··· Extracted information

impl Table {
    /// Creates an empty table with the given columns.
    ///
    /// # Errors
    ///
    /// Returns [`ReconcileError::DuplicateColumn`] if a column name repeats.
    pub fn new<I, S>(columns: I) -> Result<Self>
    where
        I: IntoIterator<Item = S>,
        S: Into<String>,
    {
        let columns: Vec<String> = columns.into_iter().map(Into::into).collect();
        check_columns(&columns)?;
        Ok(Self {
            columns,
            rows: Vec::new(),
        })
    }

    /// Creates a table from already classified rows.
    pub fn from_rows<I, S, R>(columns: I, rows: R) -> Result<Self>
    where
        I: IntoIterator<Item = S>,
        S: Into<String>,
        R: IntoIterator<Item = Vec<FieldValue>>,
    {
        let mut table = Self::new(columns)?;
        for row in rows {
            table.push_row(row)?;
        }
        Ok(table)
    }

    /// Creates a table from raw text cells, classifying each one against `sentinels`.
    ///
    /// This is the shape text-format parsers hand over: ordered columns and one text cell per
    /// column for every record.
    pub fn from_text_rows<I, S, R, V, T>(columns: I, rows: R, sentinels: &Sentinels) -> Result<Self>
    where
        I: IntoIterator<Item = S>,
        S: Into<String>,
        R: IntoIterator<Item = V>,
        V: IntoIterator<Item = T>,
        T: AsRef<str>,
    {
        let mut table = Self::new(columns)?;
        for row in rows {
            let row = row
                .into_iter()
                .map(|cell| sentinels.classify(cell.as_ref()))
                .collect();
            table.push_row(row)?;
        }
        Ok(table)
    }

    /// Creates a table from records, writing `fill` into columns a record does not mention.
    pub fn from_records<'a, I, S, R>(columns: I, records: R, fill: &FieldValue) -> Result<Self>
    where
        I: IntoIterator<Item = S>,
        S: Into<String>,
        R: IntoIterator<Item = &'a Record>,
    {
        let mut table = Self::new(columns)?;
        for record in records {
            table.push_record(record, fill)?;
        }
        Ok(table)
    }

    pub fn columns(&self) -> &[String] {
        &self.columns
    }

    pub fn column_index(&self, column: &str) -> Option<usize> {
        self.columns.iter().position(|c| c == column)
    }

    pub fn has_column(&self, column: &str) -> bool {
        self.column_index(column).is_some()
    }

    /// Number of rows.
    pub fn len(&self) -> usize {
        self.rows.len()
    }

    pub fn is_empty(&self) -> bool {
        self.rows.is_empty()
    }

    /// Number of columns.
    pub fn width(&self) -> usize {
        self.columns.len()
    }

    /// Appends a row.
    ///
    /// # Errors
    ///
    /// Returns [`ReconcileError::RowWidth`] if the row does not have one value per column.
    pub fn push_row(&mut self, row: Vec<FieldValue>) -> Result<()> {
        if row.len() != self.columns.len() {
            return Err(ReconcileError::RowWidth {
                expected: self.columns.len(),
                found: row.len(),
            });
        }
        self.rows.push(row);
        Ok(())
    }

    /// Appends a record, writing `fill` into columns the record does not mention.
    ///
    /// # Errors
    ///
    /// Returns [`ReconcileError::UnknownColumn`] if the record names a column the table lacks.
    pub fn push_record(&mut self, record: &Record, fill: &FieldValue) -> Result<()> {
        let mut row = vec![fill.clone(); self.columns.len()];
        for (column, value) in record.iter() {
            let index = self
                .column_index(column)
                .ok_or_else(|| ReconcileError::UnknownColumn(column.to_string()))?;
            row[index] = value.clone();
        }
        self.rows.push(row);
        Ok(())
    }

    pub fn row(&self, index: usize) -> Option<&[FieldValue]> {
        self.rows.get(index).map(Vec::as_slice)
    }

    pub fn rows(&self) -> impl Iterator<Item = &[FieldValue]> {
        self.rows.iter().map(Vec::as_slice)
    }

    /// Copies one row out as a [`Record`].
    pub fn record(&self, index: usize) -> Option<Record> {
        self.row(index).map(|row| {
            self.columns
                .iter()
                .cloned()
                .zip(row.iter().cloned())
                .collect()
        })
    }

    /// The value of `column` in row `index`.
    pub fn value(&self, index: usize, column: &str) -> Option<&FieldValue> {
        let column = self.column_index(column)?;
        self.rows.get(index).map(|row| &row[column])
    }

    /// All values of one column, in row order.
    pub fn column_values(&self, column: &str) -> Option<impl Iterator<Item = &FieldValue>> {
        let column = self.column_index(column)?;
        Some(self.rows.iter().map(move |row| &row[column]))
    }

    /// Projects the table onto `columns`, in the order given.
    ///
    /// # Errors
    ///
    /// Returns [`ReconcileError::UnknownColumn`] if a column is missing.
    pub fn select(&self, columns: &[impl AsRef<str>]) -> Result<Table> {
        let indices = columns
            .iter()
            .map(|c| {
                self.column_index(c.as_ref())
                    .ok_or_else(|| ReconcileError::UnknownColumn(c.as_ref().to_string()))
            })
            .collect::<Result<Vec<_>>>()?;
        let selected = Table::new(columns.iter().map(|c| c.as_ref().to_string()))?;
        Ok(Table {
            rows: self
                .rows
                .iter()
                .map(|row| indices.iter().map(|&i| row[i].clone()).collect())
                .collect(),
            ..selected
        })
    }

    /// Copies the rows at `indices`, in the order given. Out-of-range indices are skipped.
    pub fn select_rows(&self, indices: &[usize]) -> Table {
        Table {
            columns: self.columns.clone(),
            rows: indices
                .iter()
                .filter_map(|&i| self.rows.get(i).cloned())
                .collect(),
        }
    }

    /// Renames columns. All renames apply at once, so two columns may swap names.
    ///
    /// # Errors
    ///
    /// Returns [`ReconcileError::UnknownColumn`] if a source column is missing and
    /// [`ReconcileError::DuplicateColumn`] if the renamed schema repeats a name.
    pub fn renamed(&self, renames: &[(&str, &str)]) -> Result<Table> {
        for (from, _) in renames {
            if !self.has_column(from) {
                return Err(ReconcileError::UnknownColumn(from.to_string()));
            }
        }
        let columns: Vec<String> = self
            .columns
            .iter()
            .map(|column| {
                renames
                    .iter()
                    .find(|(from, _)| from == column)
                    .map_or_else(|| column.clone(), |(_, to)| to.to_string())
            })
            .collect();
        check_columns(&columns)?;
        Ok(Table {
            columns,
            rows: self.rows.clone(),
        })
    }

    /// Resolves key column names to indices.
    pub(crate) fn resolve_keys(&self, key_columns: &[impl AsRef<str>]) -> Result<Vec<usize>> {
        key_columns
            .iter()
            .map(|c| {
                self.column_index(c.as_ref())
                    .ok_or_else(|| ReconcileError::MissingKeyColumn(c.as_ref().to_string()))
            })
            .collect()
    }

    /// Reshapes the table onto `columns`: shared columns are copied, the others hold `fill`,
    /// and columns not listed are dropped.
    pub(crate) fn conform(&self, columns: &[String], fill: &FieldValue) -> Table {
        let sources: Vec<Option<usize>> = columns.iter().map(|c| self.column_index(c)).collect();
        Table {
            columns: columns.to_vec(),
            rows: self
                .rows
                .iter()
                .map(|row| {
                    sources
                        .iter()
                        .map(|source| source.map_or_else(|| fill.clone(), |i| row[i].clone()))
                        .collect()
                })
                .collect(),
        }
    }

    /// Appends all rows or none of them.
    pub(crate) fn extend_rows(&mut self, rows: Vec<Vec<FieldValue>>) -> Result<()> {
        if let Some(row) = rows.iter().find(|row| row.len() != self.columns.len()) {
            return Err(ReconcileError::RowWidth {
                expected: self.columns.len(),
                found: row.len(),
            });
        }
        self.rows.extend(rows);
        Ok(())
    }

    pub(crate) fn set(&mut self, row: usize, column: usize, value: FieldValue) {
        self.rows[row][column] = value;
    }

    /// Checks that column names are unique and that every row has one value per column.
    pub(crate) fn validate(&self) -> Result<()> {
        check_columns(&self.columns)?;
        match self.rows.iter().find(|row| row.len() != self.columns.len()) {
            Some(row) => Err(ReconcileError::RowWidth {
                expected: self.columns.len(),
                found: row.len(),
            }),
            None => Ok(()),
        }
    }
}
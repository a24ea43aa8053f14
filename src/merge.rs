//! Consolidation of partial observations that share a key.
//!
//! Rows with a key that appears once pass through untouched. Rows sharing a key are fused
//! column by column from their distinct concrete values:
//!
//! | distinct concrete values | merged cell |
//! |---|---|
//! | none | the caller's fill value |
//! | exactly one | that value |
//! | more than one | [`ReconcileError::ConflictingField`] |
//!
//! Placeholders never compete with data, so one source's `x` is completed by another
//! source's value. Two different values are never resolved heuristically.
//!
//! # Example
//!
//! ```
//! use citnet::{merge_rows, FieldValue, Sentinels, Table};
//!
//! let sentinels = Sentinels::default();
//! let batch = Table::from_text_rows(
//!     ["ref", "vol", "doi"],
//!     [["jones 1999 jgr", "12", "x"], ["jones 1999 jgr", "x", "10.1/j"]],
//!     &sentinels,
//! )
//! .unwrap();
//!
//! let merged = merge_rows(&batch, &["ref"], &sentinels, &FieldValue::Unknown).unwrap();
//! assert_eq!(merged.len(), 1);
//! assert_eq!(merged.value(0, "vol"), Some(&FieldValue::concrete("12")));
//! assert_eq!(merged.value(0, "doi"), Some(&FieldValue::concrete("10.1/j")));
//! ```

use crate::key::{group_by_key, key_token, row_key};
use crate::table::Table;
use crate::value::{FieldValue, Sentinels};
use crate::{ReconcileError, Result};
use itertools::Itertools;
use serde::{Deserialize, Serialize};
use std::fmt;
use std::hash::Hash;

/// A column holding more than one distinct concrete value under one key.
#[derive(Debug, Clone, PartialEq, Eq, Serialize, Deserialize)]
pub struct FieldConflict {
    pub key: String,
    pub column: String,
    /// The competing values, in order of first appearance.
    pub values: Vec<String>,
}

impl From<FieldConflict> for ReconcileError {
    fn from(conflict: FieldConflict) -> Self {
        ReconcileError::ConflictingField {
            key: conflict.key,
            column: conflict.column,
            values: conflict.values,
        }
    }
}

/// Collapses rows sharing a key into one row per key.
///
/// The output holds the batch's columns in their original order and one row per distinct
/// key, ordered by each key's first appearance. Key columns keep the values of the first
/// row of their group; rows that spell the same key with differently split key columns,
/// such as `van der` + `2000` and `van` + `der 2000`, conflict on the first such column.
///
/// # Errors
///
/// - [`ReconcileError::MissingKeyColumn`] if the batch lacks a key column
/// - [`ReconcileError::ConflictingField`] for the first column where rows sharing a key
///   disagree
pub fn merge_rows(
    batch: &Table,
    key_columns: &[impl AsRef<str>],
    sentinels: &Sentinels,
    fill: &FieldValue,
) -> Result<Table> {
    let key_index = batch.resolve_keys(key_columns)?;
    let keys: Vec<String> = batch.rows().map(|row| row_key(row, &key_index)).collect();
    merge_keyed(batch, &keys, &key_index, sentinels, fill)
}

/// Lists every conflict inside a batch without merging anything.
///
/// Use this to resolve all disagreements out of band before calling [`merge_rows`], which
/// stops at the first one.
///
/// # Errors
///
/// Returns [`ReconcileError::MissingKeyColumn`] if the batch lacks a key column.
pub fn find_conflicts(
    batch: &Table,
    key_columns: &[impl AsRef<str>],
    sentinels: &Sentinels,
) -> Result<Vec<FieldConflict>> {
    let key_index = batch.resolve_keys(key_columns)?;
    let keys: Vec<String> = batch.rows().map(|row| row_key(row, &key_index)).collect();
    let (order, groups) = group_by_key(keys.iter().enumerate());

    let mut conflicts = Vec::new();
    for key in order {
        let rows = &groups[key];
        if rows.len() < 2 {
            continue;
        }
        for (column, name) in batch.columns().iter().enumerate() {
            let resolution = if key_index.contains(&column) {
                resolve_key(batch, rows, column)
            } else {
                resolve(batch, rows, column, sentinels)
            };
            if let Resolution::Conflict(values) = resolution {
                conflicts.push(FieldConflict {
                    key: key.clone(),
                    column: name.clone(),
                    values,
                });
            }
        }
    }
    Ok(conflicts)
}

/// Merge over precomputed keys. Records use their key string, edges their endpoint pair.
pub(crate) fn merge_keyed<K>(
    table: &Table,
    keys: &[K],
    key_index: &[usize],
    sentinels: &Sentinels,
    fill: &FieldValue,
) -> Result<Table>
where
    K: Hash + Eq + fmt::Display,
{
    let (order, groups) = group_by_key(keys.iter().enumerate());
    let mut merged = Table::new(table.columns().iter().cloned())?;

    for key in order {
        let rows = &groups[key];
        let Some(first) = table.row(rows[0]) else {
            continue;
        };
        if rows.len() == 1 {
            merged.push_row(first.to_vec())?;
            continue;
        }

        let mut row = Vec::with_capacity(table.width());
        for (column, name) in table.columns().iter().enumerate() {
            let resolution = if key_index.contains(&column) {
                resolve_key(table, rows, column)
            } else {
                resolve(table, rows, column, sentinels)
            };
            let value = match resolution {
                Resolution::Fill => fill.clone(),
                Resolution::Value(value) => value,
                Resolution::Conflict(values) => {
                    return Err(FieldConflict {
                        key: key.to_string(),
                        column: name.clone(),
                        values,
                    }
                    .into());
                }
            };
            row.push(value);
        }
        merged.push_row(row)?;
    }

    Ok(merged)
}

enum Resolution {
    Fill,
    Value(FieldValue),
    Conflict(Vec<String>),
}

/// Key columns of one group must agree token for token; otherwise the rows only share a
/// key by the way their values were split.
fn resolve_key(table: &Table, rows: &[usize], column: usize) -> Resolution {
    let spellings: Vec<String> = rows
        .iter()
        .filter_map(|&row| table.row(row))
        .map(|row| key_token(&row[column]))
        .unique()
        .collect();
    if spellings.len() > 1 {
        return Resolution::Conflict(spellings);
    }
    match table.row(rows[0]) {
        Some(first) => Resolution::Value(first[column].clone()),
        None => Resolution::Fill,
    }
}

fn resolve(table: &Table, rows: &[usize], column: usize, sentinels: &Sentinels) -> Resolution {
    let values: Vec<&str> = rows
        .iter()
        .filter_map(|&row| table.row(row))
        .filter_map(|row| sentinels.concrete(&row[column]))
        .unique()
        .collect();
    match values.as_slice() {
        [] => Resolution::Fill,
        [value] => Resolution::Value(FieldValue::concrete(*value)),
        _ => Resolution::Conflict(values.iter().map(|v| v.to_string()).collect()),
    }
}

#[cfg(test)]
mod tests {
    use super::*;
    use pretty_assertions::assert_eq;
    use rstest::rstest;

    fn table(columns: &[&str], rows: &[&[&str]]) -> Table {
        Table::from_text_rows(
            columns.iter().copied(),
            rows.iter().map(|row| row.iter().copied()),
            &Sentinels::default(),
        )
        .unwrap()
    }

    #[test]
    fn test_partial_observations_complement() {
        let batch = table(&["ref", "vol"], &[&["jones 1999 jgr", "12"], &["jones 1999 jgr", "x"]]);
        let merged = merge_rows(&batch, &["ref"], &Sentinels::default(), &FieldValue::Unknown)
            .unwrap();
        assert_eq!(merged, table(&["ref", "vol"], &[&["jones 1999 jgr", "12"]]));
    }

    #[test]
    fn test_conflicting_values_raise() {
        let batch = table(&["ref", "vol"], &[&["jones 1999 jgr", "12"], &["jones 1999 jgr", "13"]]);
        let result = merge_rows(&batch, &["ref"], &Sentinels::default(), &FieldValue::Unknown);
        assert_eq!(
            result,
            Err(ReconcileError::ConflictingField {
                key: "jones 1999 jgr".to_string(),
                column: "vol".to_string(),
                values: vec!["12".to_string(), "13".to_string()],
            })
        );
    }

    #[rstest]
    #[case(&["x", "?"], FieldValue::concrete("-"))]
    #[case(&["x", "x"], FieldValue::concrete("-"))]
    #[case(&["?", "12"], FieldValue::concrete("12"))]
    #[case(&["12", "12"], FieldValue::concrete("12"))]
    fn test_column_resolution(#[case] vols: &[&str], #[case] expected: FieldValue) {
        let batch = table(&["ref", "vol"], &[&["a 1 b", vols[0]], &["a 1 b", vols[1]]]);
        let merged = merge_rows(
            &batch,
            &["ref"],
            &Sentinels::default(),
            &FieldValue::concrete("-"),
        )
        .unwrap();
        assert_eq!(merged.value(0, "vol"), Some(&expected));
    }

    #[test]
    fn test_unique_rows_pass_through() {
        let batch = table(
            &["ref", "vol", "doi"],
            &[
                &["a 1 b", "?", "x"],
                &["c 2 d", "4", "x"],
                &["a 1 b", "?", "10.1/a"],
            ],
        );
        let merged = merge_rows(&batch, &["ref"], &Sentinels::default(), &FieldValue::Unknown)
            .unwrap();
        assert_eq!(
            merged,
            table(
                &["ref", "vol", "doi"],
                &[&["a 1 b", "x", "10.1/a"], &["c 2 d", "4", "x"]]
            )
        );
    }

    #[test]
    fn test_multi_column_key_keeps_key_columns() {
        let batch = table(
            &["fau", "yr", "pub", "vol"],
            &[
                &["smith", "2000", "icarus", "x"],
                &["smith", "2000", "icarus", "7"],
            ],
        );
        let merged = merge_rows(
            &batch,
            &["fau", "yr", "pub"],
            &Sentinels::default(),
            &FieldValue::Unknown,
        )
        .unwrap();
        assert_eq!(merged, table(&["fau", "yr", "pub", "vol"], &[&["smith", "2000", "icarus", "7"]]));
    }

    #[test]
    fn test_differently_split_key_columns_conflict() {
        let batch = table(
            &["fau", "yr", "vol"],
            &[&["van der", "2000", "x"], &["van", "der  2000", "4"]],
        );
        let expected = ReconcileError::ConflictingField {
            key: "van der 2000".to_string(),
            column: "fau".to_string(),
            values: vec!["van der".to_string(), "van".to_string()],
        };
        assert_eq!(
            merge_rows(&batch, &["fau", "yr"], &Sentinels::default(), &FieldValue::Unknown),
            Err(expected)
        );

        let conflicts = find_conflicts(&batch, &["fau", "yr"], &Sentinels::default()).unwrap();
        assert_eq!(
            conflicts.iter().map(|c| c.column.as_str()).collect::<Vec<_>>(),
            vec!["fau", "yr"]
        );
    }

    #[test]
    fn test_key_whitespace_is_not_a_conflict() {
        let batch = table(&["ref", "vol"], &[&["a 1 b", "x"], &["a  1 b", "4"]]);
        let merged = merge_rows(&batch, &["ref"], &Sentinels::default(), &FieldValue::Unknown)
            .unwrap();
        assert_eq!(merged, table(&["ref", "vol"], &[&["a 1 b", "4"]]));
    }

    #[test]
    fn test_extra_sentinel_does_not_conflict() {
        let batch = table(&["ref", "pub"], &[&["a 1 b", "n/a"], &["a 1 b", "icarus"]]);
        let sentinels = Sentinels::new().with_unknown("n/a");
        let merged = merge_rows(&batch, &["ref"], &sentinels, &FieldValue::Unknown).unwrap();
        assert_eq!(merged.value(0, "pub"), Some(&FieldValue::concrete("icarus")));
    }

    #[test]
    fn test_find_conflicts_lists_all() {
        let batch = table(
            &["ref", "vol", "pages"],
            &[
                &["a 1 b", "1", "10"],
                &["a 1 b", "2", "11"],
                &["c 2 d", "3", "x"],
                &["c 2 d", "3", "5"],
            ],
        );
        let conflicts = find_conflicts(&batch, &["ref"], &Sentinels::default()).unwrap();
        assert_eq!(
            conflicts.iter().map(|c| c.column.as_str()).collect::<Vec<_>>(),
            vec!["vol", "pages"]
        );
        assert!(conflicts.iter().all(|c| c.key == "a 1 b"));
    }

    #[test]
    fn test_missing_key_column() {
        let batch = table(&["vol"], &[&["1"]]);
        assert_eq!(
            merge_rows(&batch, &["ref"], &Sentinels::default(), &FieldValue::Unknown),
            Err(ReconcileError::MissingKeyColumn("ref".to_string()))
        );
    }
}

······

### [What this task involves]
Your reply should be the number of lines in the entries that contain "icarus", nothing more.

### [Output below]
5